Otro ejemplo extraordinario es el denominado Modelo estándar, que relaciona todos los datos conocidos hasta la fecha del mundo atómico y subatómico. De esta construcción teórica se ha dicho que constituye uno de los grandes logros del intelecto humano y que será recordado –junto a la relatividad general, la mecánica cuántica y el desciframiento del código genético– como uno de los avances intelectuales más sobresalientes del siglo XX. Lo que quiero señalar es que este modelo teórico fue producto de los esfuerzos de muchos físicos por dar sentido a los resultados experimentales que se iban obteniendo en, sobre todo, los grandes aceleradores de partículas.
El ejemplo del Modelo estándar incluye un aspecto que hay que resaltar: independientemente de que hayan existido, o existan, grandes personalidades, cuyas contribuciones recordamos como si fueran los mojones visibles de una carretera, la investigación científica es un esfuerzo comunal, de legiones de científicos –teóricos y experimentales– que se esfuerzan diariamente en su trabajo, la mayor parte de las veces haciendo pequeñas aportaciones que pasarán sin gran reconocimiento. A esos investigadores es a los que deseo recordar y celebrar en esta Noche de los Investigadores.
Lo que subyace en la caracterización que estoy presentando de lo que significa investigar es que la naturaleza, sus contenidos y las leyes que la gobiernan, son demasiado complejos, “extraños”, como para que la mente humana pueda conocerla sin mirar lo que existe y acontece ahí fuera. Solo hay una excepción, una disciplina muy especial, imprescindible para el conjunto de las ciencias: la matemática.

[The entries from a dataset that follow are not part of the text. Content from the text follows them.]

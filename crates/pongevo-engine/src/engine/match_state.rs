use std::time::Duration;

use serde::{Deserialize, Serialize};

use crate::Side;

/// Scores, hit counters and elapsed ticks of one match.
///
/// - A side's **score** grows when the ball leaves the arena behind the
///   opposing paddle.
/// - A side's **hits** grow each time its paddle returns the ball.
///
/// # Example
///
/// ```
/// use pongevo_engine::{MatchState, Side};
///
/// let state = MatchState::new();
/// assert_eq!(state.score(Side::Left), 0);
/// assert_eq!(state.hits(Side::Right), 0);
/// assert_eq!(state.ticks(), 0);
/// ```
#[derive(Debug, Clone, Copy, Default, PartialEq, Eq, Serialize, Deserialize)]
pub struct MatchState {
    left_score: u32,
    right_score: u32,
    left_hits: u32,
    right_hits: u32,
    ticks: u64,
}

impl MatchState {
    #[must_use]
    pub const fn new() -> Self {
        Self {
            left_score: 0,
            right_score: 0,
            left_hits: 0,
            right_hits: 0,
            ticks: 0,
        }
    }

    #[must_use]
    pub const fn score(&self, side: Side) -> u32 {
        match side {
            Side::Left => self.left_score,
            Side::Right => self.right_score,
        }
    }

    #[must_use]
    pub const fn hits(&self, side: Side) -> u32 {
        match side {
            Side::Left => self.left_hits,
            Side::Right => self.right_hits,
        }
    }

    #[must_use]
    pub const fn left_score(&self) -> u32 {
        self.left_score
    }

    #[must_use]
    pub const fn right_score(&self) -> u32 {
        self.right_score
    }

    #[must_use]
    pub const fn left_hits(&self) -> u32 {
        self.left_hits
    }

    #[must_use]
    pub const fn right_hits(&self) -> u32 {
        self.right_hits
    }

    /// Number of ticks simulated since the match started.
    #[must_use]
    pub const fn ticks(&self) -> u64 {
        self.ticks
    }

    /// Simulated time for `ticks` at the given fixed rate.
    #[must_use]
    #[expect(clippy::cast_possible_truncation)]
    pub fn elapsed(&self, ticks_per_second: u32) -> Duration {
        const NANOS_PER_SEC: u64 = 1_000_000_000;
        let rate = u64::from(ticks_per_second);
        let secs = self.ticks / rate;
        let nanos = (self.ticks % rate) * NANOS_PER_SEC / rate;
        Duration::new(secs, nanos as u32)
    }

    pub(crate) fn record_point(&mut self, scorer: Side) {
        match scorer {
            Side::Left => self.left_score += 1,
            Side::Right => self.right_score += 1,
        }
    }

    pub(crate) fn record_hit(&mut self, side: Side) {
        match side {
            Side::Left => self.left_hits += 1,
            Side::Right => self.right_hits += 1,
        }
    }

    pub(crate) fn record_tick(&mut self) {
        self.ticks += 1;
    }
}
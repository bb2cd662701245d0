//! Dense feed-forward networks with a flat weight vector.
//!
//! A network is fully described by its [`NetworkShape`] and one `Vec<f32>`
//! holding every weight and bias. Keeping the parameters flat lets the genetic
//! operators in `pongevo-training` treat a network exactly like any other
//! real-valued vector.
//!
//! # Weight Layout
//!
//! Layers are stored in order. Within a layer, each output neuron stores its
//! incoming weights followed by its bias:
//!
//! ```text
//! [n0.w0, n0.w1, .., n0.bias, n1.w0, n1.w1, .., n1.bias, ..]
//! ```
//!
//! Hidden neurons use `tanh`; output neurons are linear.

use serde::{Deserialize, Serialize};

/// Errors raised when building or loading a network.
#[derive(Debug, Clone, PartialEq, Eq, derive_more::Display, derive_more::Error)]
pub enum NetworkError {
    #[display("layer {layer} has no neurons")]
    EmptyLayer { layer: usize },
    #[display("expected {expected} weights for this shape, got {actual}")]
    WeightCountMismatch { expected: usize, actual: usize },
    #[display("controller needs {expected_inputs} inputs and {expected_outputs} outputs, network has {inputs} and {outputs}")]
    IncompatibleShape {
        expected_inputs: usize,
        expected_outputs: usize,
        inputs: usize,
        outputs: usize,
    },
}

/// Layer sizes of a [`FeedForwardNetwork`].
///
/// # Example
///
/// ```
/// use pongevo_controller::network::NetworkShape;
///
/// let shape = NetworkShape { inputs: 3, hidden: vec![4], outputs: 3 };
/// // (3 + 1) * 4 + (4 + 1) * 3
/// assert_eq!(shape.weight_count(), 31);
/// ```
#[derive(Debug, Clone, PartialEq, Eq, Serialize, Deserialize)]
#[serde(default, deny_unknown_fields)]
pub struct NetworkShape {
    pub inputs: usize,
    pub hidden: Vec<usize>,
    pub outputs: usize,
}

impl Default for NetworkShape {
    fn default() -> Self {
        Self {
            inputs: 3,
            hidden: vec![4],
            outputs: 3,
        }
    }
}

impl NetworkShape {
    /// Rejects shapes with an empty layer.
    ///
    /// # Errors
    ///
    /// Returns [`NetworkError::EmptyLayer`] with the index of the first
    /// layer of size zero, counting the input layer as 0.
    pub fn validate(&self) -> Result<(), NetworkError> {
        let sizes = self.sizes();
        if let Some(layer) = sizes.iter().position(|&n| n == 0) {
            return Err(NetworkError::EmptyLayer { layer });
        }
        Ok(())
    }

    /// `(fan_in, fan_out)` of each weighted layer.
    pub fn layers(&self) -> impl Iterator<Item = (usize, usize)> + '_ {
        let sizes = self.sizes();
        (0..sizes.len() - 1).map(move |i| (sizes[i], sizes[i + 1]))
    }

    /// Total number of weights and biases.
    #[must_use]
    pub fn weight_count(&self) -> usize {
        self.layers().map(|(fan_in, fan_out)| (fan_in + 1) * fan_out).sum()
    }

    fn sizes(&self) -> Vec<usize> {
        let mut sizes = Vec::with_capacity(self.hidden.len() + 2);
        sizes.push(self.inputs);
        sizes.extend_from_slice(&self.hidden);
        sizes.push(self.outputs);
        sizes
    }
}

/// A dense network with `tanh` hidden layers and a linear output layer.
#[derive(Debug, Clone, PartialEq, Serialize, Deserialize)]
#[serde(try_from = "RawNetwork")]
pub struct FeedForwardNetwork {
    shape: NetworkShape,
    weights: Vec<f32>,
}

#[derive(Deserialize)]
#[serde(deny_unknown_fields)]
struct RawNetwork {
    shape: NetworkShape,
    weights: Vec<f32>,
}

impl TryFrom<RawNetwork> for FeedForwardNetwork {
    type Error = NetworkError;

    fn try_from(raw: RawNetwork) -> Result<Self, Self::Error> {
        Self::new(raw.shape, raw.weights)
    }
}

impl FeedForwardNetwork {
    /// Creates a network, checking that `weights` matches `shape`.
    ///
    /// # Arguments
    ///
    /// * `shape` - Layer sizes.
    /// * `weights` - Layer after layer, each neuron's incoming weights
    ///   followed by its bias. Must hold exactly [`NetworkShape::weight_count`]
    ///   values.
    ///
    /// # Errors
    ///
    /// Returns [`NetworkError::EmptyLayer`] for an invalid shape and
    /// [`NetworkError::WeightCountMismatch`] for a wrong number of weights.
    pub fn new(shape: NetworkShape, weights: Vec<f32>) -> Result<Self, NetworkError> {
        shape.validate()?;
        let expected = shape.weight_count();
        if weights.len() != expected {
            return Err(NetworkError::WeightCountMismatch {
                expected,
                actual: weights.len(),
            });
        }
        Ok(Self { shape, weights })
    }

    /// Creates a network whose `i`-th weight is `f(i)`.
    ///
    /// # Panics
    ///
    /// Panics if `shape` has an empty layer.
    pub fn from_fn<F>(shape: NetworkShape, f: F) -> Self
    where
        F: FnMut(usize) -> f32,
    {
        assert!(shape.validate().is_ok(), "invalid network shape: {shape:?}");
        let weights = (0..shape.weight_count()).map(f).collect();
        Self { shape, weights }
    }

    #[must_use]
    pub fn shape(&self) -> &NetworkShape {
        &self.shape
    }

    #[must_use]
    pub fn weights(&self) -> &[f32] {
        &self.weights
    }

    /// Feeds `inputs` forward and returns the output layer.
    ///
    /// # Panics
    ///
    /// Panics if `inputs.len()` differs from the shape's input count.
    #[must_use]
    pub fn activate(&self, inputs: &[f32]) -> Vec<f32> {
        assert_eq!(inputs.len(), self.shape.inputs);
        let layer_count = self.shape.hidden.len() + 1;
        let mut values = inputs.to_vec();
        let mut offset = 0;
        for (index, (fan_in, fan_out)) in self.shape.layers().enumerate() {
            let is_output = index + 1 == layer_count;
            let mut next = Vec::with_capacity(fan_out);
            for _ in 0..fan_out {
                let neuron = &self.weights[offset..offset + fan_in + 1];
                let (weights, bias) = neuron.split_at(fan_in);
                let sum = weights.iter().zip(&values).map(|(w, v)| w * v).sum::<f32>() + bias[0];
                next.push(if is_output { sum } else { sum.tanh() });
                offset += fan_in + 1;
            }
            values = next;
        }
        values
    }
}
//! Controllers that turn a game snapshot into a paddle decision.
//!
//! Evaluation is split into three small steps:
//!
//! 1. **Observation** ([`observation`]) - Reads the three inputs a paddle sees from
//!    a [`Game`](pongevo_engine::Game): its own `y`, the horizontal distance to the
//!    ball and the ball's `y`.
//! 2. **Network** ([`network`]) - A dense feed-forward network whose flat weight
//!    vector is what training evolves.
//! 3. **Controller** ([`controller`]) - Picks a [`Decision`](controller::Decision)
//!    from an observation. [`NetworkController`](controller::NetworkController)
//!    takes the arg-max of the network outputs.
//!
//! # Architecture
//!
//! ```text
//! Game (pongevo-engine)
//!     ↓ observed as
//! Observation [paddle_y, |paddle_x - ball_x|, ball_y]
//!     ↓ fed to
//! FeedForwardNetwork (3 outputs)
//!     ↓ arg-max
//! Decision {Hold, Up, Down}
//!     ↓ mapped to
//! PaddleAction (pongevo-engine)
//! ```
//!
//! Controllers are stateless: the same observation always gives the same
//! decision, so a controller can be shared between both sides of a match.
//!
//! # Example
//!
//! ```
//! use pongevo_controller::{
//!     controller::{Controller, Decision, NetworkController},
//!     network::{FeedForwardNetwork, NetworkShape},
//!     observation::Observation,
//! };
//! use pongevo_engine::{ArenaConfig, Game, ServeSeed, Side};
//!
//! let shape = NetworkShape::default();
//! let network = FeedForwardNetwork::from_fn(shape, |_| 0.0);
//! let controller = NetworkController::new(network).unwrap();
//!
//! let game = Game::new(ArenaConfig::default(), ServeSeed::new(1));
//! let observation = Observation::of(&game, Side::Left);
//!
//! // All outputs tie at zero, so the lowest index wins
//! assert_eq!(controller.decide(&observation), Decision::Hold);
//! ```

pub mod controller;
pub mod network;
pub mod observation;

Su particularidad se debe a que aunque las leyes naturales –sobre todo las de la física– se codifiquen utilizando sus entidades y estructuras, puede proceder al margen de lo que las ciencias de la naturaleza persiguen. Posee, por decirlo así, vida propia. Es sólida, objetiva y segura pero nadie sabe explicar muy bien de dónde procede esa seguridad ni a qué objetos alude su objetividad.
Por ello la investigación en matemáticas tiene características propias. En un libro reciente, Cómo nace un teorema (Catarata 2021), el matemático Cédric Villani, ganador en 2010 de la Medalla Fields (el equivalente en Matemáticas al Premio Nobel), ha intentado dar una idea de cómo se procede en este campo de investigación. Es un loable intento, aunque tal vez no del gusto de todos los paladares.